### WORK INSTRUCTIONS
Keep only those lines of the records that include the string "licenses".

[Stored data]
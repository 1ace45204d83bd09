// Copyright 2024-2026 Google LLC
//
// Licensed under the Apache License, Version 2.0 <LICENSE-APACHE or
// https://www.apache.org/licenses/LICENSE-2.0> or the MIT license
// <LICENSE-MIT or https://opensource.org/licenses/MIT>, at your
// option. This file may not be copied, modified, or distributed
// except according to those terms.

//! Internal logging macros, which compile to nothing unless the `log` feature
//! is enabled.

#[cfg(feature = "log")]
macro_rules! log_at {
    ( $level:ident, $($args:tt)* ) => {
        log::log!(log::Level::$level, $($args)*)
    };
}

#[cfg(not(feature = "log"))]
macro_rules! log_at {
    ( $level:ident, $($args:tt)* ) => {
        ()
    };
}

macro_rules! log_debug {
    ( $($args:tt)* ) => {
        $crate::macros::log_at!(Debug, $($args)*)
    };
}

macro_rules! log_error {
    ( $($args:tt)* ) => {
        $crate::macros::log_at!(Error, $($args)*)
    };
}

macro_rules! log_warn {
    ( $($args:tt)* ) => {
        $crate::macros::log_at!(Warn, $($args)*)
    };
}

/// Per-region statistics are only logged with `log_parallelism`, as they are
/// gathered on the hot path.
#[cfg(feature = "log_parallelism")]
macro_rules! log_info {
    ( $($args:tt)* ) => {
        $crate::macros::log_at!(Info, $($args)*)
    };
}

pub(crate) use log_at;
pub(crate) use log_debug;
pub(crate) use log_error;
#[cfg(feature = "log_parallelism")]
pub(crate) use log_info;
pub(crate) use log_warn;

### EXERCISE RESULT
// https://www.apache.org/licenses/LICENSE-2.0> or the MIT license
// <LICENSE-MIT or https://opensource.org/licenses/MIT>, at your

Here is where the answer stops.